**What is being asked**
One number is the whole answer: how many lines of the records include "NonPositiveRarity".

**Data under study**
- Opening Delimiter -

//! Loot and bait data plus weighted, tier-gated loot selection
//!
//! Selection works on percentage shares: each entry's rarity weight over the
//! pool total. One sample in [1, 100] walks the cumulative shares; the entry
//! it lands on is either taken or, if its tier is above what the bait allows,
//! the whole draw comes up empty.

use serde::{Deserialize, Serialize};

use super::rng::RandomSource;
use crate::settings::ConfigError;

/// Rarity rank of a loot entry
#[derive(Debug, Clone, Copy, PartialEq, Eq, PartialOrd, Ord, Hash, Serialize, Deserialize)]
pub enum LootTier {
    Common,
    Uncommon,
    Rare,
    Epic,
    Legendary,
}

impl LootTier {
    pub const ALL: [LootTier; 5] = [
        LootTier::Common,
        LootTier::Uncommon,
        LootTier::Rare,
        LootTier::Epic,
        LootTier::Legendary,
    ];

    #[inline]
    pub fn ordinal(self) -> u32 {
        self as u32
    }

    /// Index into per-tier tables
    #[inline]
    pub fn index(self) -> usize {
        self as usize
    }
}

/// Rank of equipped bait (there is no common bait)
#[derive(Debug, Clone, Copy, PartialEq, Eq, PartialOrd, Ord, Hash, Serialize, Deserialize)]
pub enum BaitTier {
    Uncommon,
    Rare,
    Epic,
    Legendary,
}

impl BaitTier {
    /// The loot tier whose bite probability this bait uses
    pub fn loot_tier(self) -> LootTier {
        match self {
            BaitTier::Uncommon => LootTier::Uncommon,
            BaitTier::Rare => LootTier::Rare,
            BaitTier::Epic => LootTier::Epic,
            BaitTier::Legendary => LootTier::Legendary,
        }
    }
}

/// An equippable bait
#[derive(Debug, Clone, PartialEq, Serialize, Deserialize)]
pub struct BaitItem {
    pub tier: BaitTier,
    pub name: String,
    #[serde(default)]
    pub description: String,
    /// Spawnable item used when the bait is handed back to the angler
    pub item_id: String,
}

/// How hooked loot behaves in the water
#[derive(Debug, Clone, Copy, PartialEq, Eq, Default, Serialize, Deserialize)]
pub enum LootKind {
    /// Swims along an evasive path
    #[default]
    Fish,
    /// Dead weight, only follows the line
    Item,
}

#[derive(Debug, Clone, Copy, PartialEq, Serialize, Deserialize)]
pub struct WeightRange {
    pub min: f32,
    pub max: f32,
}

/// One entry of a liquid body's loot pool
#[derive(Debug, Clone, PartialEq, Serialize, Deserialize)]
pub struct LootEntry {
    pub id: String,
    #[serde(default)]
    pub kind: LootKind,
    pub tier: LootTier,
    /// Relative rarity weight (positive)
    pub rarity: f32,
    pub weight_range: WeightRange,
    /// Spawnable item handed to the angler on a catch
    #[serde(default)]
    pub item_id: Option<String>,
}

impl LootEntry {
    pub fn validate(&self) -> Result<(), ConfigError> {
        if !(self.rarity > 0.0) {
            return Err(ConfigError::NonPositiveRarity {
                id: self.id.clone(),
                rarity: self.rarity,
            });
        }
        if self.weight_range.min > self.weight_range.max {
            return Err(ConfigError::InvertedWeightRange {
                id: self.id.clone(),
                min: self.weight_range.min,
                max: self.weight_range.max,
            });
        }
        Ok(())
    }
}

/// Loot committed to a session
#[derive(Debug, Clone, PartialEq, Serialize, Deserialize)]
pub struct HookedLoot {
    pub entry: LootEntry,
    pub weight: f32,
}

/// Highest loot tier ordinal the bait lets through.
///
/// Bait ranks on the loot scale (Uncommon = 1 .. Legendary = 4) and
/// allows one tier above itself; no bait allows only Common.
pub fn bait_gate(bait: Option<&BaitItem>) -> u32 {
    match bait {
        Some(bait) => bait.tier.loot_tier().ordinal() + 1,
        None => 0,
    }
}

/// Each entry's share of the pool in percent (sums to 100)
pub fn percentage_shares(pool: &[LootEntry]) -> Vec<f32> {
    let total: f32 = pool.iter().map(|e| e.rarity).sum();
    if total <= 0.0 {
        return vec![0.0; pool.len()];
    }
    pool.iter().map(|e| e.rarity / total * 100.0).collect()
}

/// Outcome of walking the cumulative shares
#[derive(Debug, Clone, Copy, PartialEq, Eq)]
pub enum Pick {
    /// Index of the selected entry
    Selected(usize),
    /// The sample landed on an entry above the bait gate
    Gated(usize),
    /// Nothing to pick from
    Empty,
}

/// Walk the pool in its current order and resolve `sample` (in [1, 100])
pub fn pick_by_sample(pool: &[LootEntry], sample: f32, gate: u32) -> Pick {
    let shares = percentage_shares(pool);
    let last = shares.len().checked_sub(1);
    let mut cumulative = 0.0_f32;

    for (i, share) in shares.iter().enumerate() {
        cumulative += *share;
        if Some(i) == last {
            // float error must not leave a gap below 100
            cumulative = cumulative.max(100.0);
        }
        if sample <= cumulative {
            return if pool[i].tier.ordinal() <= gate {
                Pick::Selected(i)
            } else {
                Pick::Gated(i)
            };
        }
    }

    Pick::Empty
}

/// Weighted random loot selection
pub struct LootSelector;

impl LootSelector {
    /// One draw: shuffle, sample, gate, then roll the catch weight.
    /// The pool itself is never mutated.
    pub fn draw<R: RandomSource>(
        pool: &[LootEntry],
        bait: Option<&BaitItem>,
        rng: &mut R,
    ) -> Option<HookedLoot> {
        if pool.is_empty() {
            return None;
        }

        let mut order: Vec<&LootEntry> = pool.iter().collect();
        rng.shuffle(&mut order);
        let shuffled: Vec<LootEntry> = order.into_iter().cloned().collect();

        let sample = rng.range_f32(1.0, 100.0);
        match pick_by_sample(&shuffled, sample, bait_gate(bait)) {
            Pick::Selected(i) => {
                let entry = shuffled[i].clone();
                let weight = rng.range_f32(entry.weight_range.min, entry.weight_range.max);
                log::debug!("Loot draw {:.1} -> {} ({:.2})", sample, entry.id, weight);
                Some(HookedLoot { entry, weight })
            }
            Pick::Gated(i) => {
                log::debug!("Loot draw {:.1} -> {} gated by bait", sample, shuffled[i].id);
                None
            }
            Pick::Empty => None,
        }
    }

    /// Up to `max_draws` draws; returns the loot (if any) and draws used
    pub fn draw_bounded<R: RandomSource>(
        pool: &[LootEntry],
        bait: Option<&BaitItem>,
        rng: &mut R,
        max_draws: u32,
    ) -> (Option<HookedLoot>, u32) {
        for used in 1..=max_draws {
            if let Some(loot) = Self::draw(pool, bait, rng) {
                return (Some(loot), used);
            }
        }
        (None, max_draws)
    }
}

#[cfg(test)]
mod tests {
    use super::*;
    use crate::sim::rng::RngSeed;
    use proptest::prelude::*;

    fn entry(id: &str, tier: LootTier, rarity: f32) -> LootEntry {
        LootEntry {
            id: id.to_string(),
            kind: LootKind::Fish,
            tier,
            rarity,
            weight_range: WeightRange { min: 1.0, max: 3.0 },
            item_id: Some(format!("{id}_item")),
        }
    }

    fn bait(tier: BaitTier) -> BaitItem {
        BaitItem {
            tier,
            name: "worm".to_string(),
            description: String::new(),
            item_id: "worm_item".to_string(),
        }
    }

    #[test]
    fn test_gate_values() {
        assert_eq!(bait_gate(None), 0);
        assert_eq!(bait_gate(Some(&bait(BaitTier::Uncommon))), 2);
        assert_eq!(bait_gate(Some(&bait(BaitTier::Legendary))), 5);
    }

    #[test]
    fn test_cumulative_pick_selects_rare_with_uncommon_bait() {
        let pool = vec![
            entry("carp", LootTier::Common, 70.0),
            entry("pike", LootTier::Rare, 30.0),
        ];
        let gate = bait_gate(Some(&bait(BaitTier::Uncommon)));
        assert_eq!(pick_by_sample(&pool, 75.0, gate), Pick::Selected(1));
        assert_eq!(pick_by_sample(&pool, 70.0, gate), Pick::Selected(0));
    }

    #[test]
    fn test_gated_pick_does_not_fall_through() {
        let pool = vec![
            entry("pike", LootTier::Rare, 30.0),
            entry("carp", LootTier::Common, 70.0),
        ];
        assert_eq!(pick_by_sample(&pool, 10.0, 0), Pick::Gated(0));
        assert_eq!(pick_by_sample(&pool, 50.0, 0), Pick::Selected(1));
    }

    #[test]
    fn test_last_entry_covers_sample_100() {
        let pool = vec![
            entry("a", LootTier::Common, 1.0),
            entry("b", LootTier::Common, 1.0),
            entry("c", LootTier::Common, 1.0),
        ];
        assert_eq!(pick_by_sample(&pool, 100.0, 0), Pick::Selected(2));
        assert_eq!(pick_by_sample(&[], 50.0, 4), Pick::Empty);
    }

    #[test]
    fn test_draw_rolls_weight_in_range() {
        let pool = vec![entry("carp", LootTier::Common, 1.0)];
        let mut rng = RngSeed::new(11).to_rng();
        let loot = LootSelector::draw(&pool, None, &mut rng).expect("single common entry");
        assert_eq!(loot.entry.id, "carp");
        assert!((1.0..=3.0).contains(&loot.weight));
    }

    #[test]
    fn test_draw_bounded_stops() {
        let pool = vec![entry("kraken", LootTier::Legendary, 1.0)];
        let mut rng = RngSeed::new(5).to_rng();
        let (loot, used) = LootSelector::draw_bounded(&pool, None, &mut rng, 8);
        assert!(loot.is_none());
        assert_eq!(used, 8);
    }

    #[test]
    fn test_entry_validation() {
        let mut bad = entry("x", LootTier::Common, 0.0);
        assert!(matches!(bad.validate(), Err(ConfigError::NonPositiveRarity { .. })));
        bad.rarity = 1.0;
        bad.weight_range = WeightRange { min: 5.0, max: 1.0 };
        assert!(matches!(bad.validate(), Err(ConfigError::InvertedWeightRange { .. })));
    }

    fn tier_strategy() -> impl Strategy<Value = LootTier> {
        (0usize..5).prop_map(|i| LootTier::ALL[i])
    }

    proptest! {
        #[test]
        fn prop_shares_sum_to_100(rarities in prop::collection::vec(0.01f32..1000.0, 1..20)) {
            let pool: Vec<LootEntry> = rarities
                .iter()
                .enumerate()
                .map(|(i, r)| entry(&format!("e{i}"), LootTier::Common, *r))
                .collect();
            let sum: f32 = percentage_shares(&pool).iter().sum();
            prop_assert!((sum - 100.0).abs() <= 1e-3);
        }

        #[test]
        fn prop_draw_respects_gate(
            tiers in prop::collection::vec(tier_strategy(), 1..10),
            bait_idx in 0usize..5,
            seed in any::<u64>(),
        ) {
            let pool: Vec<LootEntry> = tiers
                .iter()
                .enumerate()
                .map(|(i, t)| entry(&format!("e{i}"), *t, 1.0 + i as f32))
                .collect();
            let equipped = match bait_idx {
                0 => None,
                1 => Some(bait(BaitTier::Uncommon)),
                2 => Some(bait(BaitTier::Rare)),
                3 => Some(bait(BaitTier::Epic)),
                _ => Some(bait(BaitTier::Legendary)),
            };
            let gate = bait_gate(equipped.as_ref());
            let mut rng = RngSeed::new(seed).to_rng();
            for _ in 0..16 {
                if let Some(loot) = LootSelector::draw(&pool, equipped.as_ref(), &mut rng) {
                    prop_assert!(loot.entry.tier.ordinal() <= gate);
                }
            }
        }
    }
}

- Closing Delimiter -

**Solution to this problem**
2